But that's _not_ only what it is.

Originally, it meant any visible expression of virtue that's done with the
goal of signaling that to others (and thus increase social standing).

Nowadays, it's mostly used to criticize others actions as empty (e.g. someone
posting empty feel-good messages about an issue, but not doing anything to
actually help affected people), from both sides: criticizing people you agree
with for not actually doing anything to help the cause they claim to support,
or for denigrating people's efforts as being done purely to improve their
standing, not because they actually care about it.

If someone accuses you of virtue signaling, they accuse you of only wanting to
look good, not actually supporting something you publicly represent.

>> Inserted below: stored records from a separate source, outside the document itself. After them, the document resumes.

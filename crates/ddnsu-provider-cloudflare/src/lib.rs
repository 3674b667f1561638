// # Cloudflare DNS Provider
//
// This crate provides the Cloudflare DNS provider for DDNSU.
//
// ## Behaviour
//
// - One zone lookup per operation; zone ids are not cached across calls
// - Record listings drain every page (`page` / `per_page`)
// - Full record names are reported back relative to the domain (apex => `@`)
// - Apex names in desired records (`""`, `"*"`) are written as `@`
// - Every request fails fast; retrying is the scheduler's job
//
// ## Security Requirements
//
// - API token NEVER appears in logs or `Debug` output
//
// ## API Reference
//
// - Cloudflare API v4: https://developers.cloudflare.com/api/
// - Verify Token: GET `/user/tokens/verify`
// - List Zones: GET `/zones?name=...`
// - List DNS Records: GET `/zones/:zone_id/dns_records?page=...&per_page=...`
// - Create DNS Record: POST `/zones/:zone_id/dns_records`
// - Patch DNS Record: PATCH `/zones/:zone_id/dns_records/:record_id`
// - Delete DNS Record: DELETE `/zones/:zone_id/dns_records/:record_id`

use async_trait::async_trait;
use ddnsu_core::config::ProviderConfig;
use ddnsu_core::record::{DesiredRecord, RemoteRecord};
use ddnsu_core::traits::{DnsProvider, DnsProviderFactory};
use ddnsu_core::{Error, ProviderRegistry, Result};
use reqwest::{RequestBuilder, StatusCode};
use serde::Deserialize;
use serde::de::DeserializeOwned;
use std::net::IpAddr;
use std::time::Duration;

/// Cloudflare API base URL
const CLOUDFLARE_API_BASE: &str = "https://api.cloudflare.com/client/v4";

/// Default HTTP timeout for API requests (30 seconds)
const DEFAULT_HTTP_TIMEOUT: Duration = Duration::from_secs(30);

/// Records requested per listing page
const PER_PAGE: u32 = 100;

/// Label Cloudflare uses for the zone apex
const APEX: &str = "@";

const PROVIDER: &str = "cloudflare";

/// Response envelope shared by every v4 endpoint
#[derive(Debug, Deserialize)]
struct Envelope<T> {
    success: bool,
    #[serde(default)]
    errors: Vec<ApiMessage>,
    result: Option<T>,
    result_info: Option<ResultInfo>,
}

#[derive(Debug, Deserialize)]
struct ApiMessage {
    code: i64,
    message: String,
}

#[derive(Debug, Deserialize)]
struct ResultInfo {
    total_pages: Option<u32>,
}

#[derive(Debug, Deserialize)]
struct Zone {
    id: String,
}

#[derive(Debug, Deserialize)]
struct DnsRecord {
    id: String,
    name: String,
    #[serde(rename = "type")]
    record_type: String,
    #[serde(default)]
    content: String,
    ttl: Option<u32>,
    comment: Option<String>,
}

impl<T> Envelope<T> {
    fn error_summary(&self) -> String {
        if self.errors.is_empty() {
            return "no error details".to_string();
        }
        self.errors
            .iter()
            .map(|e| format!("{} ({})", e.message, e.code))
            .collect::<Vec<_>>()
            .join("; ")
    }
}

/// Cloudflare DNS provider
///
/// Stateless apart from its HTTP client. The Debug implementation does
/// NOT expose the API token.
pub struct CloudflareProvider {
    /// Cloudflare API token
    /// ⚠️ NEVER log this value
    api_token: String,

    /// API base URL (overridable for tests)
    base_url: String,

    /// HTTP client for API requests
    client: reqwest::Client,
}

// Custom Debug implementation that hides the API token
impl std::fmt::Debug for CloudflareProvider {
    fn fmt(&self, f: &mut std::fmt::Formatter<'_>) -> std::fmt::Result {
        f.debug_struct("CloudflareProvider")
            .field("api_token", &"<REDACTED>")
            .field("base_url", &self.base_url)
            .finish()
    }
}

impl CloudflareProvider {
    /// Create a new Cloudflare provider
    ///
    /// # Parameters
    ///
    /// - `api_token`: Cloudflare API token with Zone:DNS:Edit permissions
    ///
    /// # Returns
    ///
    /// - `Err(Error::Config)`: If the token is empty
    /// - `Err(Error::Http)`: If the HTTP client cannot be built
    pub fn new(api_token: impl Into<String>) -> Result<Self> {
        let api_token = api_token.into();
        if api_token.trim().is_empty() {
            return Err(Error::config("Cloudflare API token cannot be empty"));
        }

        let client = reqwest::Client::builder()
            .timeout(DEFAULT_HTTP_TIMEOUT)
            .build()
            .map_err(|e| Error::http(format!("Failed to build HTTP client: {}", e)))?;

        Ok(Self {
            api_token,
            base_url: CLOUDFLARE_API_BASE.to_string(),
            client,
        })
    }

    /// Point the provider at a different API root
    pub fn with_base_url(mut self, base_url: impl Into<String>) -> Self {
        self.base_url = base_url.into().trim_end_matches('/').to_string();
        self
    }

    fn url(&self, path: &str) -> String {
        format!("{}{}", self.base_url, path)
    }

    /// Send an authenticated request and unwrap the v4 envelope
    async fn send<T: DeserializeOwned>(
        &self,
        request: RequestBuilder,
        context: &str,
    ) -> Result<Envelope<T>> {
        let response = request
            .bearer_auth(&self.api_token)
            .send()
            .await
            .map_err(|e| Error::provider(PROVIDER, format!("HTTP request failed: {}", e)))?;

        let status = response.status();
        if !status.is_success() {
            let error_text = response
                .text()
                .await
                .unwrap_or_else(|_| "Unable to read error response".to_string());
            return Err(status_error(status, &error_text, context));
        }

        let envelope: Envelope<T> = response
            .json()
            .await
            .map_err(|e| Error::provider(PROVIDER, format!("Failed to parse response: {}", e)))?;

        if !envelope.success {
            return Err(Error::provider(
                PROVIDER,
                format!("{} failed: {}", context, envelope.error_summary()),
            ));
        }
        Ok(envelope)
    }

    /// Get the zone ID for a domain
    ///
    /// # API Call
    ///
    /// ```http
    /// GET /zones?name=example.com
    /// Authorization: Bearer <token>
    /// ```
    async fn zone_id(&self, domain: &str) -> Result<String> {
        tracing::debug!("Looking up zone ID for domain: {}", domain);

        let request = self
            .client
            .get(self.url("/zones"))
            .query(&[("name", domain)]);
        let envelope: Envelope<Vec<Zone>> = self.send(request, "Zone lookup").await?;

        let zone = envelope
            .result
            .unwrap_or_default()
            .into_iter()
            .next()
            .ok_or_else(|| Error::not_found(format!("Zone not found: {}", domain)))?;

        tracing::debug!("Found zone ID: {}", zone.id);
        Ok(zone.id)
    }

    fn record_body(record: &DesiredRecord, address: IpAddr) -> serde_json::Value {
        serde_json::json!({
            "type": record.record_type.as_str(),
            "name": apex_name(record),
            "content": address.to_string(),
            "ttl": record.ttl,
            "comment": record.tag().as_str(),
            "proxied": false,
        })
    }
}

#[async_trait]
impl DnsProvider for CloudflareProvider {
    async fn verify_credentials(&self) -> Result<bool> {
        let response = self
            .client
            .get(self.url("/user/tokens/verify"))
            .bearer_auth(&self.api_token)
            .send()
            .await
            .map_err(|e| Error::provider(PROVIDER, format!("HTTP request failed: {}", e)))?;

        let status = response.status();
        if matches!(status, StatusCode::UNAUTHORIZED | StatusCode::FORBIDDEN) {
            return Ok(false);
        }
        if !status.is_success() {
            let error_text = response.text().await.unwrap_or_default();
            return Err(status_error(status, &error_text, "Token verification"));
        }

        let envelope: Envelope<serde_json::Value> = response
            .json()
            .await
            .map_err(|e| Error::provider(PROVIDER, format!("Failed to parse response: {}", e)))?;
        Ok(envelope.success)
    }

    async fn list_records(&self, domain: &str) -> Result<Vec<RemoteRecord>> {
        let zone_id = self.zone_id(domain).await?;
        let url = self.url(&format!("/zones/{}/dns_records", zone_id));

        let mut records = Vec::new();
        let mut page = 1u32;
        loop {
            let request = self.client.get(&url).query(&[
                ("page", page.to_string()),
                ("per_page", PER_PAGE.to_string()),
            ]);
            let envelope: Envelope<Vec<DnsRecord>> = self.send(request, "Record listing").await?;

            let batch = envelope.result.unwrap_or_default();
            let batch_len = batch.len();
            records.extend(batch.into_iter().map(|r| RemoteRecord {
                name: relative_name(&r.name, domain),
                id: r.id,
                record_type: r.record_type,
                value: r.content,
                ttl: r.ttl,
                comment: r.comment,
            }));

            let total_pages = envelope
                .result_info
                .and_then(|info| info.total_pages)
                .unwrap_or(1);
            if page >= total_pages || batch_len == 0 {
                break;
            }
            page += 1;
        }

        tracing::debug!(
            "[cloudflare] {}: {} record(s) over {} page(s)",
            domain,
            records.len(),
            page
        );
        Ok(records)
    }

    async fn create_record(
        &self,
        domain: &str,
        record: &DesiredRecord,
        address: IpAddr,
    ) -> Result<String> {
        let zone_id = self.zone_id(domain).await?;
        let request = self
            .client
            .post(self.url(&format!("/zones/{}/dns_records", zone_id)))
            .json(&Self::record_body(record, address));

        let envelope: Envelope<DnsRecord> = self.send(request, "Record creation").await?;
        envelope
            .result
            .map(|r| r.id)
            .ok_or_else(|| Error::provider(PROVIDER, "Invalid response format: no created record"))
    }

    async fn update_record(
        &self,
        domain: &str,
        record_id: &str,
        record: &DesiredRecord,
        address: IpAddr,
    ) -> Result<()> {
        let zone_id = self.zone_id(domain).await?;
        let request = self
            .client
            .patch(self.url(&format!("/zones/{}/dns_records/{}", zone_id, record_id)))
            .json(&Self::record_body(record, address));

        let _: Envelope<serde_json::Value> = self.send(request, "Record update").await?;
        Ok(())
    }

    async fn delete_record(&self, domain: &str, record_id: &str) -> Result<()> {
        let zone_id = self.zone_id(domain).await?;
        let request = self
            .client
            .delete(self.url(&format!("/zones/{}/dns_records/{}", zone_id, record_id)));

        let _: Envelope<serde_json::Value> = self.send(request, "Record deletion").await?;
        Ok(())
    }

    fn provider_name(&self) -> &'static str {
        PROVIDER
    }
}

/// Name to send for a desired record
pub fn apex_name(record: &DesiredRecord) -> String {
    if record.is_apex() {
        APEX.to_string()
    } else {
        record.name.clone()
    }
}

/// Turn a fully-qualified Cloudflare name into a label relative to `domain`
pub fn relative_name(full: &str, domain: &str) -> String {
    let lower_full = full.to_ascii_lowercase();
    let lower_domain = domain.to_ascii_lowercase();
    if lower_full == lower_domain {
        return APEX.to_string();
    }

    match lower_full
        .strip_suffix(lower_domain.as_str())
        .and_then(|prefix| prefix.strip_suffix('.'))
    {
        Some(label) if !label.is_empty() => full[..label.len()].to_string(),
        _ => full.to_string(),
    }
}

/// Map a non-2xx status to an error
fn status_error(status: StatusCode, error_text: &str, context: &str) -> Error {
    match status.as_u16() {
        401 | 403 => Error::auth(format!(
            "{} rejected: Invalid API token or insufficient permissions. Status: {}",
            context, status
        )),
        404 => Error::not_found(format!("{}: resource not found ({})", context, status)),
        429 => Error::provider(
            PROVIDER,
            format!("Rate limit exceeded. Please retry later. Status: {}", status),
        ),
        500..=599 => Error::provider(
            PROVIDER,
            format!("Cloudflare server error (transient): {} - {}", status, error_text),
        ),
        _ => Error::provider(
            PROVIDER,
            format!("{} failed: {} - {}", context, status, error_text),
        ),
    }
}

/// Factory for creating Cloudflare providers
pub struct CloudflareFactory;

impl DnsProviderFactory for CloudflareFactory {
    fn create(&self, config: &ProviderConfig) -> Result<Box<dyn DnsProvider>> {
        Ok(Box::new(CloudflareProvider::new(config.api_token.clone())?))
    }
}

/// Register the Cloudflare provider with a registry
///
/// # Example
///
/// ```rust
/// use ddnsu_core::ProviderRegistry;
///
/// let registry = ProviderRegistry::new();
/// ddnsu_provider_cloudflare::register(&registry);
/// assert!(registry.has_provider("cloudflare"));
/// ```
pub fn register(registry: &ProviderRegistry) {
    registry.register_provider(PROVIDER, Box::new(CloudflareFactory));
}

It kind of seems fair to claim that the author espousing the benefits of
unplugging while not actually doing it is virtue signaling. The problem is, it
can be applied even if they did that: Oh you actually didn't tweet for a
month? Well, you only did that so you could claim moral superiority over
everyone else because it's fashionable to argue against social media. And
surely you were _looking_ at Twitter all the time and just didn't want to
break appearances. That's the insidious part about how it's sometimes used
nowadays: even if you _did_ do something "good", it's devalued because it's
implied you didn't mean it, and why it causes offense.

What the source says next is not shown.